Félix et moi avons de toute façon des fourmillements dans les jambes. Aussi nous partons tous le troisième jour pour une belle montée de 1600m jusqu’au sommet de l’Ankelbälli, à 3’600 m d’altitude. Entre les nuages de brume, nous profitons d’une vue extraordinaire en enfilade sur l’arrête de la Mittellegi ; nous avons l’illusion optique de rivaliser de hauteur avec l’Eiger. La descente est plus difficile, le jour blanc s’en mêlant à notre insu. Le vent annonce un changement.

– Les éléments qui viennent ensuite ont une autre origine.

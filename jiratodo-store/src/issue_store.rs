//! Observable issue state.
//!
//! [`IssueStore`] is the single writer; the poll loop owns it. Any number of
//! [`IssueStoreReader`]s observe the published [`IssueSnapshot`] through a
//! watch channel and always see a complete list.

use chrono::Utc;
use jiratodo_core::{IssueRecord, IssueSnapshot, PollRecord};
use tokio::sync::watch;
use tracing::debug;

use crate::error::StoreError;

// ============================================================================
// Issue Store
// ============================================================================

/// Writer side of the published issue state.
pub struct IssueStore {
    tx: watch::Sender<IssueSnapshot>,
}

impl Default for IssueStore {
    fn default() -> Self {
        Self::new()
    }
}

impl IssueStore {
    /// Creates a store holding an empty, idle snapshot.
    pub fn new() -> Self {
        let (tx, _) = watch::channel(IssueSnapshot::new());
        Self { tx }
    }

    /// Returns a new reader.
    pub fn reader(&self) -> IssueStoreReader {
        IssueStoreReader {
            rx: self.tx.subscribe(),
        }
    }

    /// Returns a copy of the current snapshot.
    pub fn snapshot(&self) -> IssueSnapshot {
        self.tx.borrow().clone()
    }

    /// Returns a copy of the current issue list.
    pub fn issues(&self) -> Vec<IssueRecord> {
        self.tx.borrow().issues.clone()
    }

    /// Marks a poll as started.
    ///
    /// # Errors
    ///
    /// Returns [`StoreError::RefreshInProgress`] if a poll is already running.
    pub fn begin_poll(&self) -> Result<(), StoreError> {
        let mut started = false;
        self.tx.send_if_modified(|snapshot| {
            if snapshot.loading {
                return false;
            }
            snapshot.loading = true;
            started = true;
            true
        });

        if started {
            debug!("Poll started");
            Ok(())
        } else {
            Err(StoreError::RefreshInProgress)
        }
    }

    /// Marks the running poll as finished and publishes the result.
    ///
    /// `issues` replaces the whole list when present; `None` keeps the
    /// previous list untouched.
    pub fn finish_poll(&self, record: PollRecord, issues: Option<Vec<IssueRecord>>) {
        self.tx.send_modify(|snapshot| {
            if let Some(issues) = issues {
                snapshot.issues = issues;
                snapshot.updated_at = Some(Utc::now());
            }
            snapshot.loading = false;
            snapshot.last_poll = Some(record);
            snapshot.poll_count += 1;
        });
        debug!("Poll finished");
    }
}

// ============================================================================
// Issue Store Reader
// ============================================================================

/// Read-only handle to the published issue state.
#[derive(Debug, Clone)]
pub struct IssueStoreReader {
    rx: watch::Receiver<IssueSnapshot>,
}

impl IssueStoreReader {
    /// Returns a copy of the current snapshot.
    pub fn snapshot(&self) -> IssueSnapshot {
        self.rx.borrow().clone()
    }

    /// Returns true while a poll is in flight.
    pub fn is_loading(&self) -> bool {
        self.rx.borrow().loading
    }

    /// Waits for the next published change.
    ///
    /// # Errors
    ///
    /// Returns [`StoreError::Closed`] once the writer is dropped.
    pub async fn changed(&mut self) -> Result<IssueSnapshot, StoreError> {
        self.rx.changed().await.map_err(|_| StoreError::Closed)?;
        Ok(self.rx.borrow_and_update().clone())
    }

    /// Waits until a snapshot satisfies `predicate`, checking the current one first.
    ///
    /// # Errors
    ///
    /// Returns [`StoreError::Closed`] once the writer is dropped.
    pub async fn wait_for<F>(&mut self, mut predicate: F) -> Result<IssueSnapshot, StoreError>
    where
        F: FnMut(&IssueSnapshot) -> bool,
    {
        let snapshot = self
            .rx
            .wait_for(|s| predicate(s))
            .await
            .map_err(|_| StoreError::Closed)?;
        Ok(snapshot.clone())
    }
}

// ============================================================================
// Tests
// ============================================================================
//! CLI command implementations.

pub mod check;
pub mod config;
pub mod issues;
pub mod watch;

use jiratodo_fetch::TokenStore;
use jiratodo_store::{Settings, SettingsStore};

use crate::Cli;

/// Returns the stored settings with per-invocation flags applied.
pub async fn effective_settings(cli: &Cli, store: &SettingsStore) -> Settings {
    apply_overrides(store.get().await, cli)
}

fn apply_overrides(mut settings: Settings, cli: &Cli) -> Settings {
    if let Some(host) = &cli.host {
        settings.jira_host.clone_from(host);
    }
    if let Some(email) = &cli.email {
        settings.account_email.clone_from(email);
    }
    if let Some(file) = &cli.token_file {
        settings.token_file = Some(file.clone());
    }
    settings
}

/// Describes where the API token will be read from.
pub fn token_origin(settings: &Settings) -> String {
    if TokenStore::load_from_env().is_some() {
        format!("${}", jiratodo_fetch::TOKEN_ENV)
    } else if settings
        .token_override
        .as_deref()
        .is_some_and(|t| !t.is_empty())
    {
        "settings file".to_string()
    } else {
        settings.token_file_path().display().to_string()
    }
}
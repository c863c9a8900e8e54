//! Output formatting for CLI.

mod json;
mod text;

pub use json::{CheckOutput, JsonFormatter};
pub use text::TextFormatter;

Après un souper revigorant nous profitons d’un repos bien mérité et décidons de partir au lever du jour pour le grand retour. Félix proposait la traversée du Golegghorn. Au réveil nous devons changer de plan car le ciel est couvert et le vent plus fort. Nous optons pour la solution sage d’un retour par le chemin qui nous a mené à la Gauli et que nous connaissons. La montée est rendue difficile par les rafales de vent, dont l’une me renverse dans la neige. Les traces du groupe qui nous précède de 30 minutes sont effacées ; des congères se forment. Des petites plaques de neige se détachent sous nos skis à 50 mètres de la zone de portage et de chaines. Au col, le vent est violent; la descente des échelles nécessite beaucoup de concentration. Et c’est la déception : plus aucune trace visible, le brouillard ne permet pas de définir un itinéraire sécurisé sur le glacier ; nous longeons donc le bas des falaises du Diamanstock, et retrouvons l’itinéraire de montée par une traversée du glacier. Au froid se mêle le blizzard ; la neige pénètre par tous les pores, la fatigue s’installe. Il reste plus de 1000 m de descente. Aussi, nous décidons de nous réfugier sans tarder à la Bächlitalhütte.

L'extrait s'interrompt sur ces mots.